Il nostro indipendentismo è funzionale costituendone base essenziale ed irrinunziabile del federalismo; come possono mistificarlo con una forma larvata di separatismo che nel Partito Sardo non ha avuto mai, neppure nelle sue lontane origini, da Bellieni ai Pilia, ai Lussu ai De Lisi ed agli altri che hanno tracciato queste pagine gloriose di storia; ne mai si è riproposto negli anni pur avvelenati del fascismo, dominati dalle persecuzioni collettive ed individuali. Debbo ricordare che durante il fascismo, i sardisti hanno difeso e concorso a salvaguardare i valori della civiltà democratica italiana. Debbo ricordare la partecipazione Sardista alla Resistenza. I suoi martiri! Io stesso posso testimoniare dei miei compagni di scuola come De Martis a Cagliari,
(APPLAUSI)
di Piero Borrotzu a Nuoro, caduti entrambi in difesa della dignità e libertà dello Stato italiano. Come dimenticare i combattenti di Spagna da Giacobbe a Zuddas che ivi è morto, e quanti in Sardegna, resistendo alla violenza fascista sono stati sacrificati sino al supremo martirio come Paolo Melis?
(APPLAUSI)
Voglio ricordare ancora quanti sono qui in questa assise a testimoniare la forza morale che li ha visti protagonisti negli anni esaltanti della lotta; ne citerò uno solo: questa assemblea lo ignora, perché non ne trae mai vanto, ma è stato decorato in solenne assemblea, da una personalità che e poi diventata capo di Stato francese, Charles De Gaulle, per aver vissuto l’esperienza drammatica del campo di concentramento tedesco, senza mai arrendersi!
(APPLAUSI)
combattente, ragazzo che ha vissuto l’esperienza spericolata dei commandos che siluravano le navi in porto cavalcando e guidando personalmente i siluri

INTERRUZIONE: Columbu “Si chiamavano maiali..”
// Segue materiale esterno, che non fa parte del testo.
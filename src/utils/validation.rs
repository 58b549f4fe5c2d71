/// Trims `value` and strips any leading `@` characters.
pub fn strip_handle(value: &str) -> &str {
    value.trim().trim_start_matches('@')
}

/// True when every character is ASCII alphanumeric or listed in `extra`.
pub fn is_handle_charset(value: &str, extra: &[char]) -> bool {
    value
        .chars()
        .all(|c| c.is_ascii_alphanumeric() || extra.contains(&c))
}

#[cfg(test)]
mod tests {
    use super::*;

    #[test]
    fn strips_at_signs_and_spaces() {
        assert_eq!(strip_handle("  @@night.owl "), "night.owl");
        assert_eq!(strip_handle("plain"), "plain");
    }

    #[test]
    fn charset_check() {
        assert!(is_handle_charset("user_01", &['_']));
        assert!(!is_handle_charset("user.01", &['_']));
        assert!(is_handle_charset("user.01", &['_', '.']));
        assert!(!is_handle_charset("юзер", &['_']));
    }
}
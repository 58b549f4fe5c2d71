use serde::{Deserialize, Serialize};
use serde_json::Value as JsonValue;
use std::collections::HashMap;

use super::shared::{
    Address, CountUrl, Employer, Extra, Id, IdName, IdUrlName, Pagination, VacancyShort,
};

#[derive(Debug, Clone, Serialize)]
pub struct PhoneConfirmationBody {
    pub phone: String,
    pub confirmation_code: String,
}

#[derive(Debug, Clone, Serialize, Deserialize)]
pub struct PhoneInfo {
    pub city: String,
    pub country: String,
    pub formatted: String,
    #[serde(default)]
    pub need_verification: bool,
    pub number: String,
    #[serde(default)]
    pub restricted_country: bool,
    #[serde(default)]
    pub verified: bool,
}

#[derive(Debug, Clone, Serialize, Deserialize)]
pub struct PhoneInfoResponse {
    pub phone: PhoneInfo,
}

#[derive(Debug, Clone, Serialize, Deserialize)]
pub struct PhoneSendCodeResponse {
    pub can_request_code_again_in: i64,
    pub code_length: i64,
    pub notification_type: String,
}

#[derive(Debug, Clone, Serialize, Deserialize)]
pub struct ResumeCreationAvailability {
    pub created: i64,
    pub is_creation_available: bool,
    pub max: i64,
    pub remaining: i64,
}

#[derive(Debug, Clone, Serialize, Deserialize)]
pub struct ResumePhoto {
    pub id: Option<String>,
    pub small: Option<String>,
    pub medium: Option<String>,
    #[serde(rename = "40")]
    pub size_40: Option<String>,
    #[serde(rename = "100")]
    pub size_100: Option<String>,
    #[serde(rename = "500")]
    pub size_500: Option<String>,
}

#[derive(Debug, Clone, Serialize, Deserialize)]
pub struct ResumeSalary {
    pub amount: Option<f64>,
    pub currency: String,
}

#[derive(Debug, Clone, Serialize, Deserialize)]
pub struct TotalExperience {
    pub months: i64,
}

/// Resume as returned inside lists.
#[derive(Debug, Clone, Serialize, Deserialize)]
pub struct ResumeItem {
    pub id: String,
    pub title: Option<String>,
    pub url: Option<String>,
    pub alternate_url: Option<String>,
    pub created_at: Option<String>,
    pub updated_at: Option<String>,
    #[serde(default)]
    pub finished: bool,
    #[serde(default)]
    pub requires_completion: bool,
    #[serde(default)]
    pub marked: bool,
    pub age: Option<i32>,
    pub first_name: Option<String>,
    pub last_name: Option<String>,
    pub middle_name: Option<String>,
    pub gender: Option<IdName>,
    pub photo: Option<ResumePhoto>,
    pub platform: Option<JsonValue>,
    pub salary: Option<ResumeSalary>,
    pub total_experience: Option<TotalExperience>,
    pub area: Option<IdUrlName>,
    pub access: Option<JsonValue>,
    pub status: Option<IdName>,
    #[serde(default)]
    pub hidden_fields: Vec<IdName>,
    pub auto_hide_time: Option<IdUrlName>,
    pub can_view_full_info: Option<bool>,
    #[serde(flatten)]
    pub extra: Extra,
}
Noti come maiali, ma era una espressione greve che non volevo usare,(APPLAUSI) sin quasi al bersaglio. In una di queste circostanze fu catturato – nelle acque di Gibilterra – è fatto prigioniero.
Siamo noi gli antitaliani? No. Non hanno lezioni da darci, nessuna. Perché con dignità e forza, noi ricordiamo che gli uomini nostri hanno fatto la resistenza, ne hanno esaltato i valori. Non si chiamavano solo Emilio Lussu i resistenti sardisti. Erano figure oscure, figure minori che sono andate con il cuore gonfio di Sardegna a testimoniare una vocazione di libertà, di civiltà, che ci onora tutti e che ha onorato la Sardegna ed anche quanti oggi ci rimproverano di scarso patriottismo di maniera.
Noi siamo testimoni di storia, e della storia apriamo le porte consapevoli del ruolo responsabile che ci è affidato. No non siamo dei velleitari. Non stiamo accendendo fumisterie generiche. Rifiutiamo la subalternità. Questo sì. La subalternità che ci è stata imposta che non ci siamo ancora scrollati di dosso neppure con l’autonomismo dimostratosi inidoneo a risolvere i nostri problemi. Oggi siamo arrivati alla Presidenza della Giunta regionale, portando il nome
(APPLAUSI)
della Sardegna in tutta Italia, in Europa, nel mondo! Stamani vi ho rivolto il mio primo saluto attraverso le parole affettuose e vibranti del Presidente della Repubblica, che è un sardo e ci conosce.
(APPLAUSI)
Lui ci saluta e ci rende onore. E con questo onore, consapevoli del nostro ruolo, andiamo a contrastare quelle subalternità che il Paese, al di là della volontà dei singoli, ci ha imposto e continua ad imporci.
Il Presidente della Repubblica sarà il primo garante della legittimità della nostra lotta volta a realizzare un stato più civile e più giusto.
Lottiamo insieme per una Sardegna che avanza nella Storia.